*Required action*
Identify all lines in the data containing the string "positive". Copy them out.
Available data section start
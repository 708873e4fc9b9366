//! Background stars and other fixed-sky objects

use crate::coordinates::{format_dms, format_hms, SphericalCoordinate};
use serde::{Deserialize, Serialize};
use std::fmt;
use std::str::FromStr;

/// Catalog position of a star: right ascension, declination and optional distance
pub type SphericalLocation = SphericalCoordinate;

#[derive(Debug, Clone, Copy, PartialEq, Eq, Hash, Default, Serialize, Deserialize)]
#[serde(rename_all = "kebab-case")]
pub enum StellarType {
    #[default]
    Star,
    Nebula,
    OpenCluster,
}

impl StellarType {
    pub fn id(&self) -> &'static str {
        match self {
            StellarType::Star => "Star",
            StellarType::Nebula => "Nebula",
            StellarType::OpenCluster => "Open Cluster",
        }
    }
}

impl FromStr for StellarType {
    type Err = String;

    fn from_str(s: &str) -> Result<Self, Self::Err> {
        let wanted = s.trim().to_lowercase().replace(['-', '_'], " ");
        [StellarType::Star, StellarType::Nebula, StellarType::OpenCluster]
            .into_iter()
            .find(|kind| kind.id().to_lowercase() == wanted)
            .ok_or_else(|| format!("'{}' is not one of star, nebula, open cluster", s))
    }
}

#[derive(Debug, Clone, Copy, Default, PartialEq, Serialize, Deserialize)]
pub struct Magnitude {
    pub apparent: Option<f64>,
    pub absolute: Option<f64>,
}

/// Proper motion and radial velocity. Absent components mean a zero rate.
#[derive(Debug, Clone, Copy, Default, PartialEq, Serialize, Deserialize)]
pub struct ProperMotion {
    /// Right ascension rate in mas/yr, as an angle on the sky
    pub right_asc: Option<f64>,
    /// Declination rate in mas/yr
    pub decl: Option<f64>,
    /// Radial velocity in km/s, positive receding
    pub radial: Option<f64>,
}

#[derive(Debug, Clone, PartialEq, Serialize, Deserialize)]
pub struct Star {
    pub name: String,
    #[serde(rename = "type")]
    pub kind: StellarType,
    pub constellation: Option<String>,
    pub location: SphericalLocation,
    pub magnitude: Option<Magnitude>,
    pub motion: Option<ProperMotion>,
    /// Alternative names in declared order
    pub aliases: Vec<String>,
}

impl Star {
    pub fn apparent_magnitude(&self) -> Option<f64> {
        self.magnitude.and_then(|m| m.apparent)
    }

    /// Display symbol: brightness-graded for stars, type marker otherwise
    pub fn symbol(&self) -> &'static str {
        match self.kind {
            StellarType::Nebula => "~N~",
            StellarType::OpenCluster => "~O~",
            StellarType::Star => match self.apparent_magnitude() {
                Some(mag) if mag < 0.0 => "{@}",
                Some(mag) if mag < 6.0 => ["(#)", "(*)", "(\")", "#", "*", "\""][mag as usize],
                _ => "`",
            },
        }
    }
}

impl fmt::Display for Star {
    fn fmt(&self, f: &mut fmt::Formatter<'_>) -> fmt::Result {
        write!(f, "{}", self.name)?;
        if let Some(constellation) = &self.constellation {
            write!(f, "      {}", constellation)?;
        }
        writeln!(f)?;
        if !self.aliases.is_empty() {
            writeln!(f, "{}", self.aliases.join("  |  "))?;
        }
        writeln!(
            f,
            "(RA, Dec):  {} ,  {}",
            format_hms(self.location.ra),
            format_dms(self.location.dec)
        )?;

        if let Some(magnitude) = &self.magnitude {
            if let Some(apparent) = magnitude.apparent {
                write!(f, "App Mag: {}    ", apparent)?;
            }
            if let Some(absolute) = magnitude.absolute {
                write!(f, "Abs Mag: {}", absolute)?;
            }
            writeln!(f)?;
        }
        if let Some(distance) = self.location.distance_ly {
            writeln!(f, "Distance: {} ly", distance)?;
        }
        if let Some(motion) = &self.motion {
            if let Some(radial) = motion.radial {
                writeln!(f, "Radial Motion: {:.6} km/s", radial)?;
            }
            writeln!(
                f,
                "Proper Motion (RA, Dec): {:.6} mas/yr,  {:.6} mas/yr",
                motion.right_asc.unwrap_or(0.0),
                motion.decl.unwrap_or(0.0)
            )?;
        }
        Ok(())
    }
}

#[cfg(test)]
mod tests {
    use super::*;
    use rstest::rstest;

    fn star_with_magnitude(kind: StellarType, apparent: Option<f64>) -> Star {
        Star {
            name: "Test".into(),
            kind,
            constellation: None,
            location: SphericalLocation::new(0.0, 0.0),
            magnitude: Some(Magnitude {
                apparent,
                absolute: None,
            }),
            motion: None,
            aliases: Vec::new(),
        }
    }

    #[rstest]
    #[case(Some(-1.46), "{@}")]
    #[case(Some(0.03), "(#)")]
    #[case(Some(2.2), "(\")")]
    #[case(Some(5.99), "\"")]
    #[case(Some(6.0), "`")]
    #[case(None, "`")]
    fn test_star_symbol_by_magnitude(#[case] apparent: Option<f64>, #[case] symbol: &str) {
        assert_eq!(star_with_magnitude(StellarType::Star, apparent).symbol(), symbol);
    }

    #[test]
    fn test_non_star_symbols() {
        assert_eq!(star_with_magnitude(StellarType::Nebula, Some(1.0)).symbol(), "~N~");
        assert_eq!(
            "open cluster".parse::<StellarType>().unwrap(),
            StellarType::OpenCluster
        );
    }
}
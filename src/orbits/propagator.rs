//! Keplerian propagation of catalog elements
//!
//! A [`KeplerOrbit`] fixes everything about an orbit that does not depend on
//! time (mean motion, orientation) so each query only solves Kepler's
//! equation and rotates the result.

use nalgebra::{Rotation3, Vector3};
use serde::Serialize;

use super::kepler::{elliptic_anomalies, hyperbolic_anomalies, parabolic_anomalies, KeplerConfig};
use crate::catalogs::{OrbitKind, OrbitalElements};
use crate::constants::TAU;
use crate::errors::{OrreryError, Result};
use crate::time::JulianDate;

/// State of a body on its orbit at one instant
#[derive(Debug, Clone, Copy, PartialEq, Serialize)]
pub struct OrbitState {
    /// Mean anomaly, radians; in [0, 2π) for elliptic orbits
    pub mean_anomaly: f64,
    /// E, H or tan(ν/2) depending on the orbit kind
    pub eccentric_anomaly: f64,
    pub true_anomaly: f64,
    /// Distance from the parent in km
    pub radius: f64,
    /// Position relative to the parent in km, parent reference frame
    pub position: Vector3<f64>,
}

/// Mean motion in rad/s.
///
/// An explicit period wins for closed orbits. Otherwise the parent's
/// gravitational parameter `parent_mu` (km³/s²) is required.
pub fn mean_motion(elements: &OrbitalElements, parent_mu: Option<f64>) -> Result<f64> {
    let kind = elements.kind();
    if let Some(period) = elements.period {
        if kind != OrbitKind::Elliptic {
            return Err(OrreryError::Domain(format!(
                "an explicit period needs a closed orbit, got e = {}",
                elements.eccentricity
            )));
        }
        return Ok(TAU / period);
    }

    let mu = parent_mu.ok_or_else(|| {
        OrreryError::Domain(
            "mean motion needs an orbital period or a parent with mass or density and radius"
                .to_string(),
        )
    })?;
    let a = elements.semimajor_axis;
    if a <= 0.0 {
        return Err(OrreryError::Domain(format!(
            "semimajor axis must be positive to derive mean motion, got {} km",
            a
        )));
    }

    Ok(match kind {
        OrbitKind::Parabolic => (mu / (2.0 * a.powi(3))).sqrt(),
        OrbitKind::Elliptic | OrbitKind::Hyperbolic => (mu / a.powi(3)).sqrt(),
    })
}

/// Rotation taking perifocal coordinates into the parent frame:
/// Rz(Ω)·Rx(i)·Rz(ω)
pub fn perifocal_rotation(elements: &OrbitalElements) -> Rotation3<f64> {
    Rotation3::from_axis_angle(&Vector3::z_axis(), elements.longitude_ascending)
        * Rotation3::from_axis_angle(&Vector3::x_axis(), elements.inclination)
        * Rotation3::from_axis_angle(&Vector3::z_axis(), elements.argument_periapsis)
}

/// A propagatable orbit
#[derive(Debug, Clone)]
pub struct KeplerOrbit {
    elements: OrbitalElements,
    mean_motion: f64,
    rotation: Rotation3<f64>,
}

impl KeplerOrbit {
    pub fn new(elements: &OrbitalElements, parent_mu: Option<f64>) -> Result<Self> {
        Ok(Self {
            elements: elements.clone(),
            mean_motion: mean_motion(elements, parent_mu)?,
            rotation: perifocal_rotation(elements),
        })
    }

    pub fn elements(&self) -> &OrbitalElements {
        &self.elements
    }

    /// Mean motion in rad/s
    pub fn mean_motion(&self) -> f64 {
        self.mean_motion
    }

    /// Mean anomaly at `t`; wrapped into [0, 2π) for closed orbits
    pub fn mean_anomaly_at(&self, t: JulianDate) -> f64 {
        let m = self.elements.mean_anomaly
            + self.mean_motion * t.seconds_since(self.elements.epoch);
        match self.elements.kind() {
            OrbitKind::Elliptic => m.rem_euclid(TAU),
            OrbitKind::Parabolic | OrbitKind::Hyperbolic => m,
        }
    }

    pub fn state_at(&self, t: JulianDate, config: &KeplerConfig) -> Result<OrbitState> {
        let e = self.elements.eccentricity;
        let mean_anomaly = self.mean_anomaly_at(t);

        let anomalies = match self.elements.kind() {
            OrbitKind::Elliptic => elliptic_anomalies(mean_anomaly, e, config)?,
            OrbitKind::Hyperbolic => hyperbolic_anomalies(mean_anomaly, e, config)?,
            OrbitKind::Parabolic => parabolic_anomalies(mean_anomaly),
        };

        let radius = self.elements.semimajor_axis * anomalies.radius;
        let nu = anomalies.true_anomaly;
        let perifocal = Vector3::new(radius * nu.cos(), radius * nu.sin(), 0.0);

        Ok(OrbitState {
            mean_anomaly,
            eccentric_anomaly: anomalies.eccentric_anomaly,
            true_anomaly: nu,
            radius,
            position: self.rotation * perifocal,
        })
    }

    /// Position relative to the parent in km
    pub fn position_at(&self, t: JulianDate, config: &KeplerConfig) -> Result<Vector3<f64>> {
        Ok(self.state_at(t, config)?.position)
    }
}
Available data section end
*Output*
    /// Radial velocity in km/s, positive receding
            "semimajor axis must be positive to derive mean motion, got {} km",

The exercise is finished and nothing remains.